Using the data below, find how many lines include the word "warn" and report that figure alone.

(Data shown)

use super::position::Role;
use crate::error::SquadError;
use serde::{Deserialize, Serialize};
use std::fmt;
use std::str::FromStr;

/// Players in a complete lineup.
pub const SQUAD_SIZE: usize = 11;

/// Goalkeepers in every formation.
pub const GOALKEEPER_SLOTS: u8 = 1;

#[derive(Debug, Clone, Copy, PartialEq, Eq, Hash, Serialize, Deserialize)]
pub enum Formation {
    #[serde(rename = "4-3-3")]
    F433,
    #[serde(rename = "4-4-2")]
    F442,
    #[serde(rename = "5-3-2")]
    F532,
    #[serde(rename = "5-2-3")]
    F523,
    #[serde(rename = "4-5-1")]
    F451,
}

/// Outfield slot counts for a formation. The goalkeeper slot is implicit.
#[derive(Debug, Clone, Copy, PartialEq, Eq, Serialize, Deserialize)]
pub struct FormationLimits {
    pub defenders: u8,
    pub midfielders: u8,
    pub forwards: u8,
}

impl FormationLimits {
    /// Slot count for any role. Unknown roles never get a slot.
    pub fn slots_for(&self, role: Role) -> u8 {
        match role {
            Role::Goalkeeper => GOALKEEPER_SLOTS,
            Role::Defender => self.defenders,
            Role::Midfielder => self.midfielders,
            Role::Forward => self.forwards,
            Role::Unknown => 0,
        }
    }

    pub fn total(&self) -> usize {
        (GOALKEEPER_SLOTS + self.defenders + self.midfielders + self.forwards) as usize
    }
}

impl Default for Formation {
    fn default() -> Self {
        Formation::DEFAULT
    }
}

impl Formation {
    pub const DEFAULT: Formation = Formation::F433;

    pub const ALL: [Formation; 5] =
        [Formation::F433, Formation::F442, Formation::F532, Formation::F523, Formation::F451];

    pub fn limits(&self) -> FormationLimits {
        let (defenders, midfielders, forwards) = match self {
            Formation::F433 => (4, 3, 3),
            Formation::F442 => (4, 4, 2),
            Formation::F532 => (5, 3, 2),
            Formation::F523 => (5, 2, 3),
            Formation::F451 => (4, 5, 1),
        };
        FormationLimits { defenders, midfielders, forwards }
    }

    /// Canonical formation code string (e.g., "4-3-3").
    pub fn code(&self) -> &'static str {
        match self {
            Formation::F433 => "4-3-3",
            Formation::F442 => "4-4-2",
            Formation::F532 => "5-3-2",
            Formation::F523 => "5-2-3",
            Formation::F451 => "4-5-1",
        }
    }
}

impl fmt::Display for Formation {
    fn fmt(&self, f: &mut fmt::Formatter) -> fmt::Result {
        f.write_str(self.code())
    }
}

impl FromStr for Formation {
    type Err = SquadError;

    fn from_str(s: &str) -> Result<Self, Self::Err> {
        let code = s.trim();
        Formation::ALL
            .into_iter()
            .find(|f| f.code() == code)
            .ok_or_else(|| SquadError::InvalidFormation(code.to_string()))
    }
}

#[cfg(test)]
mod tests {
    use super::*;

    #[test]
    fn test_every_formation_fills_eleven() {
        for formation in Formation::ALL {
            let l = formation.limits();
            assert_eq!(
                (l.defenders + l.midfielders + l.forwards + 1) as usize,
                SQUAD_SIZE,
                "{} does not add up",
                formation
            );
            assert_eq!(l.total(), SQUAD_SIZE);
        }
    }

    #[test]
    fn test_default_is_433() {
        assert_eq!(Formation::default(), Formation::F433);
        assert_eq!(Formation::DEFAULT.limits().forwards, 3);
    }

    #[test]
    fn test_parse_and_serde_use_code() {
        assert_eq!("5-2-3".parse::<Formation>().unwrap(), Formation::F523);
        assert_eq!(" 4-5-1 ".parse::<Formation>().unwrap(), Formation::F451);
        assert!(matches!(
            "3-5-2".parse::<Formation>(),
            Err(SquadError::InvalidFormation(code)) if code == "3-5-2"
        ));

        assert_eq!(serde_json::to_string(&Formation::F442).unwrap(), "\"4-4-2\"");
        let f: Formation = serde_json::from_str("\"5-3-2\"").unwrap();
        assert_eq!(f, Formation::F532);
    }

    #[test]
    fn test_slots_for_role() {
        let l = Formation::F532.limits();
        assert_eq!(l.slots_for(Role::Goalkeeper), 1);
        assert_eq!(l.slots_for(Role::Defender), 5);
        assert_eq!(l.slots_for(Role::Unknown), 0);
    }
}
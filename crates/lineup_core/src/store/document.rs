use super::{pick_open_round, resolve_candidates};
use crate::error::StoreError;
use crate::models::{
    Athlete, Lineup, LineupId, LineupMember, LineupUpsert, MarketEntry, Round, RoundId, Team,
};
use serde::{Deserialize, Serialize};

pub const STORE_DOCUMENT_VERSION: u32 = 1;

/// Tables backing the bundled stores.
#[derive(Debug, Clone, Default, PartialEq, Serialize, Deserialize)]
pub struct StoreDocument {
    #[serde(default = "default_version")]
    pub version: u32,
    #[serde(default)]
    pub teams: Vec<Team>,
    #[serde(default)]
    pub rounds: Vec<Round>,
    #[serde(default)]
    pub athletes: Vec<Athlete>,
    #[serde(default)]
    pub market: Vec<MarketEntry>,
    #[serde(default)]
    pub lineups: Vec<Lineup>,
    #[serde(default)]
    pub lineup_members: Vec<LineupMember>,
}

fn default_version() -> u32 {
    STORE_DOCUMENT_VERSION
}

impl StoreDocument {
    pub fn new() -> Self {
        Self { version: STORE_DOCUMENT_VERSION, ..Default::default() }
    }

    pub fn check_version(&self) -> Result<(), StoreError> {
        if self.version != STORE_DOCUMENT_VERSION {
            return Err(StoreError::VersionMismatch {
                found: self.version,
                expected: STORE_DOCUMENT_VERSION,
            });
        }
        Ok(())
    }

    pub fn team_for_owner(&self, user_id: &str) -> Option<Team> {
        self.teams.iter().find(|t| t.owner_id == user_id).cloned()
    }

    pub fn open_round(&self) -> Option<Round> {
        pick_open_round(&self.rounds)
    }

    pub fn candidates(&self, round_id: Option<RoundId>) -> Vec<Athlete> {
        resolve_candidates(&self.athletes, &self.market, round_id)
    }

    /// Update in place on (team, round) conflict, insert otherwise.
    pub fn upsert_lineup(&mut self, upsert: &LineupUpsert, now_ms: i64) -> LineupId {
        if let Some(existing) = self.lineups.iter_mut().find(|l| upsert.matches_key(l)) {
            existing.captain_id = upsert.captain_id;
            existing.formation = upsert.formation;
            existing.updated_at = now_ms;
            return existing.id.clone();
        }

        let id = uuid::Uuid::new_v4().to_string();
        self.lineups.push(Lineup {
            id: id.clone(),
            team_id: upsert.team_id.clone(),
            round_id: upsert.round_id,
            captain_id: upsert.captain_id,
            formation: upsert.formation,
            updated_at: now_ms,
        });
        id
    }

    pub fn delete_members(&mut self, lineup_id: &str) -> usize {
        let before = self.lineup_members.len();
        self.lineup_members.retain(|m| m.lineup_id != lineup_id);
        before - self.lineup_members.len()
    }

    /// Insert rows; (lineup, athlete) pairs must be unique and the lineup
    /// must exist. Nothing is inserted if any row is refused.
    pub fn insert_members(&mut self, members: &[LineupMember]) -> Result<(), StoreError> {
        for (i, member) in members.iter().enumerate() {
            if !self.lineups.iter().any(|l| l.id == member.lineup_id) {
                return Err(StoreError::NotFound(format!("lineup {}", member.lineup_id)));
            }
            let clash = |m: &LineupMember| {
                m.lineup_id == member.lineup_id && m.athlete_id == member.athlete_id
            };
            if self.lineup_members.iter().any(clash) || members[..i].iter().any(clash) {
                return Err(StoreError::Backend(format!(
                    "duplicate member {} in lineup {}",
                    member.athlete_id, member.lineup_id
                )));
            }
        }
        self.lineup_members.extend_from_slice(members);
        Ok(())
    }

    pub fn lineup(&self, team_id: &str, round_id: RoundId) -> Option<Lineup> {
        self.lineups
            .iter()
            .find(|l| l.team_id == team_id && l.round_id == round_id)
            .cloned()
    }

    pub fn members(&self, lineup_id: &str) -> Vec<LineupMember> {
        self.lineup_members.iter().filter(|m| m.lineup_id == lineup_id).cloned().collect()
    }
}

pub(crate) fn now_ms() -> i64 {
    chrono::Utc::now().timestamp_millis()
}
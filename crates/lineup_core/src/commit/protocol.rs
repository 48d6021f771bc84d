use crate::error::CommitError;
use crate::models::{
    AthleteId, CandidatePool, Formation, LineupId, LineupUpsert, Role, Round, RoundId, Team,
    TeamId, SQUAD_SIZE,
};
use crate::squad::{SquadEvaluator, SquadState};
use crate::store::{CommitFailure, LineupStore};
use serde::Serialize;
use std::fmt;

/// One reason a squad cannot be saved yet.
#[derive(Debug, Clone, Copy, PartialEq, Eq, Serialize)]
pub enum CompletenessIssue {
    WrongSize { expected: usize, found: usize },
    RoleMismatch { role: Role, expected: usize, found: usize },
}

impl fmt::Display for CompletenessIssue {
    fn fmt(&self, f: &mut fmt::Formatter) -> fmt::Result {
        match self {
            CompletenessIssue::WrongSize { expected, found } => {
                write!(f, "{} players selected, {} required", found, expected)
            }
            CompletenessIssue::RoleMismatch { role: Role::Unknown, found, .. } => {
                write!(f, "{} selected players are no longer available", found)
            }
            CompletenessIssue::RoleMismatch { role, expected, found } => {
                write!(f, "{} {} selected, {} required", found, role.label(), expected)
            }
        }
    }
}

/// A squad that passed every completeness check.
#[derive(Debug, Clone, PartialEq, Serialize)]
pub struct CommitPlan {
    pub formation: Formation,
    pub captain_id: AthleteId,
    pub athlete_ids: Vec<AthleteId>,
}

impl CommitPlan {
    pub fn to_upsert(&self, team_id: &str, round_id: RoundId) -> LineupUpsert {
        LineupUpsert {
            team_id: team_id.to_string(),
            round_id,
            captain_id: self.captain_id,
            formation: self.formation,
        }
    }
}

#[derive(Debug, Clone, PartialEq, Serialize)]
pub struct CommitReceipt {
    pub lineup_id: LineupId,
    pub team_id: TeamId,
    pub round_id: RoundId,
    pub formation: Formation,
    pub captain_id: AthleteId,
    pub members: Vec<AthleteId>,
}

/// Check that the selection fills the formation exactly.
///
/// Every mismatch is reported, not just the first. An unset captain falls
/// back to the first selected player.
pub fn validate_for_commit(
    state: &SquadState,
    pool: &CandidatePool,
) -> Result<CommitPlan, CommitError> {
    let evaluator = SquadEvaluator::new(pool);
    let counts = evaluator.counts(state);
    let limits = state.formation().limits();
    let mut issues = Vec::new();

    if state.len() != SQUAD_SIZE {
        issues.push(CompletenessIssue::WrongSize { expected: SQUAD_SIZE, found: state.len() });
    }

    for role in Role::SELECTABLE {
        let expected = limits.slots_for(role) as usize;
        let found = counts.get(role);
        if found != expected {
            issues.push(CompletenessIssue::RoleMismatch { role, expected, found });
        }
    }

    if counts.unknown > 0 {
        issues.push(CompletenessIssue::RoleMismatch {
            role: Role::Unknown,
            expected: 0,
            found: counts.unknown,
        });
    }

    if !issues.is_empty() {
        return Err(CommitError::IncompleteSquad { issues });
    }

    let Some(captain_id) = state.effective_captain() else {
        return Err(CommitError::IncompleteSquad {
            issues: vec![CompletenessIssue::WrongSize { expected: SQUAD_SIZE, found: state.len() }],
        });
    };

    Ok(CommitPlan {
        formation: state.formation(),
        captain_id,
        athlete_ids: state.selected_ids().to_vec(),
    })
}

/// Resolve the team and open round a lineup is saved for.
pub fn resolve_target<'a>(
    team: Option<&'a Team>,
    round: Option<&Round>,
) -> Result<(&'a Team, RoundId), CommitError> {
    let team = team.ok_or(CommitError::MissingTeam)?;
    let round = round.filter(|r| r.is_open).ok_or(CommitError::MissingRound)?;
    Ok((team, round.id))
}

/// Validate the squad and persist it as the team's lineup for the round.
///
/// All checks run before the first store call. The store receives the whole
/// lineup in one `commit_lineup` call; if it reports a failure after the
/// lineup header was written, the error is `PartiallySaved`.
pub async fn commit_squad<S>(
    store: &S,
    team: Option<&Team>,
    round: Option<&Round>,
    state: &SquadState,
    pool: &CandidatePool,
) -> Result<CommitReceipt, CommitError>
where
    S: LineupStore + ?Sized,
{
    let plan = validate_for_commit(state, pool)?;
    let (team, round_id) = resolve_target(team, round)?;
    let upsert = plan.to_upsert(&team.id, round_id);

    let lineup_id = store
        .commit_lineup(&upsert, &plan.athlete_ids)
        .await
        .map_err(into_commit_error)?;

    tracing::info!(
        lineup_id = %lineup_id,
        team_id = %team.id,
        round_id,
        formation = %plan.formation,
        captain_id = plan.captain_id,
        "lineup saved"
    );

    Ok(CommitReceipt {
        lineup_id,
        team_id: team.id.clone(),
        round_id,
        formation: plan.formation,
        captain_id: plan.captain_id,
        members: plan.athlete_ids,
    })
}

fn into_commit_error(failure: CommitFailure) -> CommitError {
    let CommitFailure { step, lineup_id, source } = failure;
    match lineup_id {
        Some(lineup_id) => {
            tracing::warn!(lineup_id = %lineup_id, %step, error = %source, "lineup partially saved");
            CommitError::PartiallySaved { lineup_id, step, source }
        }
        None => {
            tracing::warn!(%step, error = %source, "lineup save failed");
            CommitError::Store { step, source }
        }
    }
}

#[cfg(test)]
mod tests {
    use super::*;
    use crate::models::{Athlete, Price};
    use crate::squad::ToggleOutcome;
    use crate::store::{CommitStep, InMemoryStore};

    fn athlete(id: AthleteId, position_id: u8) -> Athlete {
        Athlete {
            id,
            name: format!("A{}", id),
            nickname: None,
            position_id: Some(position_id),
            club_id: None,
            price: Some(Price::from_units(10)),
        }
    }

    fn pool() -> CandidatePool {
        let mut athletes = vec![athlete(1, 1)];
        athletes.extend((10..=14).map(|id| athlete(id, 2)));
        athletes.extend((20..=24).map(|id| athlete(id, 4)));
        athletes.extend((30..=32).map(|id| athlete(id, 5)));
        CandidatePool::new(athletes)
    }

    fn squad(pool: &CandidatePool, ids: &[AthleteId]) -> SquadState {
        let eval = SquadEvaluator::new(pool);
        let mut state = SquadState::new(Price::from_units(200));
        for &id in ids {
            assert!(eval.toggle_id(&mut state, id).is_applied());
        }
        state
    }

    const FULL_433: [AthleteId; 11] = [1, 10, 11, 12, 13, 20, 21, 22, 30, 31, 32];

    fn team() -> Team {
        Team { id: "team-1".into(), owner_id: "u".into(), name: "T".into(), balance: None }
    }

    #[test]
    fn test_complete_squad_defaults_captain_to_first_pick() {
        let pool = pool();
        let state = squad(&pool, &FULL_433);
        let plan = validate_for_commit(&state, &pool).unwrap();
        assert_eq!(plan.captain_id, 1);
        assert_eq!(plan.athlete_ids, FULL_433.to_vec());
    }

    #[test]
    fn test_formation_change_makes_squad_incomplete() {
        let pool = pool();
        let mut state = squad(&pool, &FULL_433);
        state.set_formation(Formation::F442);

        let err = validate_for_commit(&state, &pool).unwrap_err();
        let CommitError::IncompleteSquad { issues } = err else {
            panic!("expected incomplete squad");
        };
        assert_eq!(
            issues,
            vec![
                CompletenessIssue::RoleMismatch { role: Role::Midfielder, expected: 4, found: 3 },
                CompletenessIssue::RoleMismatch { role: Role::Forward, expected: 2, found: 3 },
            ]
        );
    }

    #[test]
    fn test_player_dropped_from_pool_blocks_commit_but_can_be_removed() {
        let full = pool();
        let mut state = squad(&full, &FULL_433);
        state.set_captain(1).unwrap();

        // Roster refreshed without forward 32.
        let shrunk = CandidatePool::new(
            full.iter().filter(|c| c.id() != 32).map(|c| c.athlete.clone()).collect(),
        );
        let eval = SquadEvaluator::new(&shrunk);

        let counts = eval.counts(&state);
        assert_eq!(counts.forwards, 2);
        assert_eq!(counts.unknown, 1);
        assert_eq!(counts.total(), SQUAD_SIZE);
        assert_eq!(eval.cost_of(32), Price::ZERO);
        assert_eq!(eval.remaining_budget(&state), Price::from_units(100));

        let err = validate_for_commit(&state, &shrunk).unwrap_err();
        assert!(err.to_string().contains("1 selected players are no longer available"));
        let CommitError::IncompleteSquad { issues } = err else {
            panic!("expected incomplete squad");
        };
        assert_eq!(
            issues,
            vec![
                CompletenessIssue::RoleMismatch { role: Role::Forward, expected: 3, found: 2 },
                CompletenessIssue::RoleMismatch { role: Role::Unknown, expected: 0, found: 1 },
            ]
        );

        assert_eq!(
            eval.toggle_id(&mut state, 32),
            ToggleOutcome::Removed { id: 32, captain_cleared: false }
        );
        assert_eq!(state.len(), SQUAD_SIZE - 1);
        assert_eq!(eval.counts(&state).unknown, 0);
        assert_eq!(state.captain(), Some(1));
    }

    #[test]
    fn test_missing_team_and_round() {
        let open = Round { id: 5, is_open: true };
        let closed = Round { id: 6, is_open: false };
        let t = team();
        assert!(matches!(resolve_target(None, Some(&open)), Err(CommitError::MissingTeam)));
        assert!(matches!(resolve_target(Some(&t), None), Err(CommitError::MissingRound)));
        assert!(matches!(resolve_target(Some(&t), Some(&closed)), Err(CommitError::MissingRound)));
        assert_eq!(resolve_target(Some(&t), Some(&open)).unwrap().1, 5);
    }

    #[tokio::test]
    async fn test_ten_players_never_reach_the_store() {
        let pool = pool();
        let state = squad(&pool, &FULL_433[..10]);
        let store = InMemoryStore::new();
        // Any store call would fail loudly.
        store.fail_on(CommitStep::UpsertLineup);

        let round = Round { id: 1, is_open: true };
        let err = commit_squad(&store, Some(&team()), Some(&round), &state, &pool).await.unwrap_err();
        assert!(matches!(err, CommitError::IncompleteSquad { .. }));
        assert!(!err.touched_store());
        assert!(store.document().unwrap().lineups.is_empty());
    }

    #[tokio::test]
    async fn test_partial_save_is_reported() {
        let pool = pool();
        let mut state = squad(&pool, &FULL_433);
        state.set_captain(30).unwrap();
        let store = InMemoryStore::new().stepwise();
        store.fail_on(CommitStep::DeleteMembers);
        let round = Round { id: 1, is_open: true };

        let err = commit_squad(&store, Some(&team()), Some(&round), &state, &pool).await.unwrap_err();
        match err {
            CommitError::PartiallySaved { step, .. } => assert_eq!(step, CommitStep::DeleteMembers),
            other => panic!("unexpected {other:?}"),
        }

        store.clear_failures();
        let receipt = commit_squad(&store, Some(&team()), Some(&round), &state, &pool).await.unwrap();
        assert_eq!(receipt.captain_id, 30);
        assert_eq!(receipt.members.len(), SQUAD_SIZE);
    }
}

(End Data shown)

Answer: 2